TEMPO.CO, Jakarta - Pemerintah mengeluarkan industri minuman keras alias miras dari daftar negatif investasi. Ketentuan ini tertuang dalam Peraturan Presiden Nomor 10 Tahun 2021 tentang Bidang Usaha Penanaman Modal sebagai aturan turunan Undang-undang Cipta Kerja.
Dengan beleid anyar tersebut, pemerintah memberi izin masuknya investasi industri minuman beralkohol khususnya di Bali, Nusa Tenggara Timur, Sulawesi Utara, dan Papua. Kebijakan tersebut disambut pro dan kontra.

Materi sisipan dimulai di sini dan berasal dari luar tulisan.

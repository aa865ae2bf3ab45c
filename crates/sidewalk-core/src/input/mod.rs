pub mod queue;
pub mod state;

pub use queue::{Action, InputEvent, InputQueue};
pub use state::{InputSnapshot, InputState};
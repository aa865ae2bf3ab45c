//! Seedable pseudo-random number generator.
//! Deterministic per seed so spawn sequences can be replayed in tests.

use rand::{Rng as _, SeedableRng};
use rand_chacha::ChaCha8Rng;

/// Seedable pseudo-random number generator backed by ChaCha8.
#[derive(Debug, Clone)]
pub struct Rng {
    inner: ChaCha8Rng,
}

impl Rng {
    pub fn new(seed: u64) -> Self {
        Rng {
            inner: ChaCha8Rng::seed_from_u64(seed),
        }
    }

    /// Generate a random number in [0, upper_bound). Returns 0 for an empty range.
    pub fn next_int(&mut self, upper_bound: u32) -> u32 {
        if upper_bound == 0 {
            return 0;
        }
        self.inner.random_range(0..upper_bound)
    }

    /// Uniform float in [0, 1).
    pub fn next_f64(&mut self) -> f64 {
        self.inner.random::<f64>()
    }

    /// Uniform float in [lo, hi).
    pub fn range(&mut self, lo: f64, hi: f64) -> f64 {
        lo + self.next_f64() * (hi - lo)
    }

    /// True with probability `p`.
    pub fn chance(&mut self, p: f64) -> bool {
        self.next_f64() < p
    }

    /// Weighted pick over `(item, weight)` pairs.
    ///
    /// Non-positive weights never win. Returns `None` when the table has no
    /// positive weight at all.
    pub fn pick_weighted<T: Copy>(&mut self, table: &[(T, f64)]) -> Option<T> {
        let total: f64 = table.iter().map(|&(_, w)| w.max(0.0)).sum();
        if !(total > 0.0) {
            return None;
        }

        let mut roll = self.next_f64() * total;
        let mut last = None;
        for &(item, weight) in table {
            if weight <= 0.0 {
                continue;
            }
            roll -= weight;
            last = Some(item);
            if roll < 0.0 {
                return Some(item);
            }
        }
        // Float residue on the final bucket.
        last
    }
}
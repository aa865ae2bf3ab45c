//! Debris chunks thrown when an obstacle breaks apart.

use glam::DVec2;

use crate::core::Rng;

/// Downward acceleration applied to debris.
pub const DEBRIS_GRAVITY: f64 = 500.0;

/// A single spinning square of debris.
#[derive(Debug, Clone, PartialEq)]
pub struct Debris {
    pub position: DVec2,
    pub velocity: DVec2,
    pub size: f64,
    pub rotation: f64,
    pub spin: f64,
}

impl Debris {
    /// Ring of `count` chunks flying out from `center` with an upward bias.
    pub fn burst(center: DVec2, count: usize, rng: &mut Rng) -> Vec<Debris> {
        (0..count)
            .map(|i| {
                let angle = std::f64::consts::TAU * i as f64 / count as f64;
                let speed = rng.range(100.0, 200.0);
                Debris {
                    position: center,
                    velocity: DVec2::new(angle.cos() * speed, angle.sin() * speed - 100.0),
                    size: rng.range(5.0, 10.0),
                    rotation: rng.range(0.0, std::f64::consts::TAU),
                    spin: (rng.next_f64() - 0.5) * 10.0,
                }
            })
            .collect()
    }

    pub fn tick(&mut self, dt: f64) {
        self.position += self.velocity * dt;
        self.velocity.y += DEBRIS_GRAVITY * dt;
        self.rotation += self.spin * dt;
    }
}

Kelompok kontra menghubungkan aturan itu dengan prinsip-prinsip sosial dan keagamaan. Sedangkan kelompok pro melihat kebijakan tersebut dari kacamata investasi. Berikut pendapat beberapa pihak terkait izin investasi miras.
1. Pengurus Besar Nahdlatul Ulama (PBNU)
Ketua Umum PBNU Said Aqil Siradj secara tegas menolak rencana pemerintah yang menjadikan industri minuman keras keluar dari daftar negatif investasi atau Perpres investasi miras.

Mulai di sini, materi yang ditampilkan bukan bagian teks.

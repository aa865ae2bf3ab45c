use bytemuck::{Pod, Zeroable};

/// Event kinds carried in [`GameEvent::kind`].
#[derive(Debug, Clone, Copy, PartialEq, Eq)]
#[repr(u32)]
pub enum EventKind {
    /// a = score, b = dash charges.
    CoinCollected = 1,
    /// a = hp restored, b = hp after.
    HealthCollected = 2,
    /// a = x, b = y of the obstacle centre.
    ObstacleDestroyed = 3,
    /// a = damage dealt, b = 1 for a head-shot.
    EnemyHit = 4,
    /// a = score awarded, b = 1 for a head-shot.
    EnemyKilled = 5,
    /// a = damage taken, b = hp after.
    PlayerDamaged = 6,
    /// a = combo count.
    ComboIncremented = 7,
    /// Combat text: a = x, b = y, c = value.
    TextDamage = 8,
    TextHeadshot = 9,
    TextKill = 10,
    TextBonus = 11,
    /// a = intensity, b = duration.
    ScreenShake = 12,
    /// a = final score, b = high score.
    GameOver = 13,
    /// a = ammo after the reload.
    Reloaded = 14,
}

/// A game event communicated from Rust to the host through a flat buffer.
/// Generic container: `kind` identifies the event, `a/b/c` carry payload.
#[repr(C)]
#[derive(Debug, Clone, Copy, Default, PartialEq, Pod, Zeroable)]
pub struct GameEvent {
    pub kind: f32,
    pub a: f32,
    pub b: f32,
    pub c: f32,
}

impl GameEvent {
    pub const FLOATS: usize = 4;

    pub fn new(kind: EventKind, a: f64, b: f64, c: f64) -> Self {
        Self {
            kind: kind as u32 as f32,
            a: a as f32,
            b: b as f32,
            c: c as f32,
        }
    }

    pub fn is(&self, kind: EventKind) -> bool {
        self.kind == kind as u32 as f32
    }
}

"Kami sangat tidak setuju dengan Perpres terkait investasi miras," kata Said lewat keterangan tertulis, Senin, 1 Maret 2021. Menurut Said, Al Quran telah melarang miras karena menimbulkan lebih banyak mudarat.
Said Aqil mengatakan seharusnya kebijakan pemerintah mendatangkan kemaslahatan bagi masyarakat. “Agama telah tegas melarang, maka harusnya kebijakan pemerintah itu menekan konsumsi minuman beralkohol, bukan malah didorong untuk naik. Kalau kita rela terhadap rencana investasi miras ini, maka jangan salahkan kalau nanti bangsa kita rusak," tuturnya.
2. PWNU Jawa Timur
Suara senada muncul dari Pengurus Wilayah Nahdlatul Ulama atau PWNU Jawa Timur. PWNU menolak izin investasi miras lantaran secara jelas diharamkan oleh agama.